EXPLORAR VS TEMPO REAL
O que é tão interessante na jogabilidade de Dead Rising e Dead Rising 2 é que os zumbis são empecilhos permanentes que lhe retardam e, para se livrar deles, você precisa utilizar qualquer arma que encontrar. Com o tempo real e diversas missões para cumprir, isso gera pânico e, mais importante, improviso. A sensação ao resgatar um sobrevivente ou matar uma horda de zumbis com pouca vida, para mim, é muito semelhante a vencer um chefe da série Dark Souls.
As outras qualidades da série Dead Rising, como as ótimas cutscenes, que até ensinam como jogar, são outro motivo para se interessar pelos jogos ou jogá-los novamente.

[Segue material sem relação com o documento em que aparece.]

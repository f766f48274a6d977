//! Pointer-based payload store.
//!
//! Messaging systems cap message size. When a payload is too large (or the
//! caller always offloads), the calling layer hands the body to a
//! [`PayloadStore`], which writes it to an object store and returns a small
//! reference string. The reference travels in place of the body and is later
//! used to fetch or delete it.
//!
//! Deciding *when* to offload is left to the caller; the threshold and
//! "always" flag in [`PayloadStorageSettings`] are carried for it.
//!
//! # Example
//!
//! ```rust
//! use offload_payload::{ObjectStorePayloadStore, PayloadStorageConfig, PayloadStore};
//! use offload_store::InMemoryObjectStoreClient;
//!
//! let client = InMemoryObjectStoreClient::new().with_bucket("payloads");
//! let config = PayloadStorageConfig::new()
//!     .with_payload_support_enabled(client, "payloads")
//!     .unwrap();
//! let store = ObjectStorePayloadStore::from_config(config).unwrap();
//!
//! let reference = store.store_payload("a very large body").unwrap();
//! assert_eq!(store.fetch_payload(&reference).unwrap(), "a very large body");
//! store.delete_payload(&reference).unwrap();
//! ```

pub mod config;
pub mod error;
pub mod store;

pub use config::{PayloadStorageConfig, PayloadStorageSettings, DEFAULT_PAYLOAD_SIZE_THRESHOLD};
pub use error::{ConfigError, PayloadError, PayloadResult};
pub use store::{ObjectStorePayloadStore, PayloadStore};

// Re-export key types
pub use offload_store::{
    EncryptionSettings, EncryptionStrategy, ObjectCannedAcl, ObjectStoreClient, ObjectStoreDao,
};
pub use offload_types::{ObjectKey, PayloadReference, ReferenceCodec};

É só uma pena, então, que a Capcom não realizou mais melhorias, que não tirariam a dificuldade dos jogos, mas tornariam a experiência menos frustrante e acessível a novos jogadores. Estas estão longes de serem versões definitivas de Dead Rising, Dead Rising 2 e Off the Record, mas ainda assim, são ótimas, e valem se você gostar da experiência ou quiser conhecer uma excelente franquia dos games.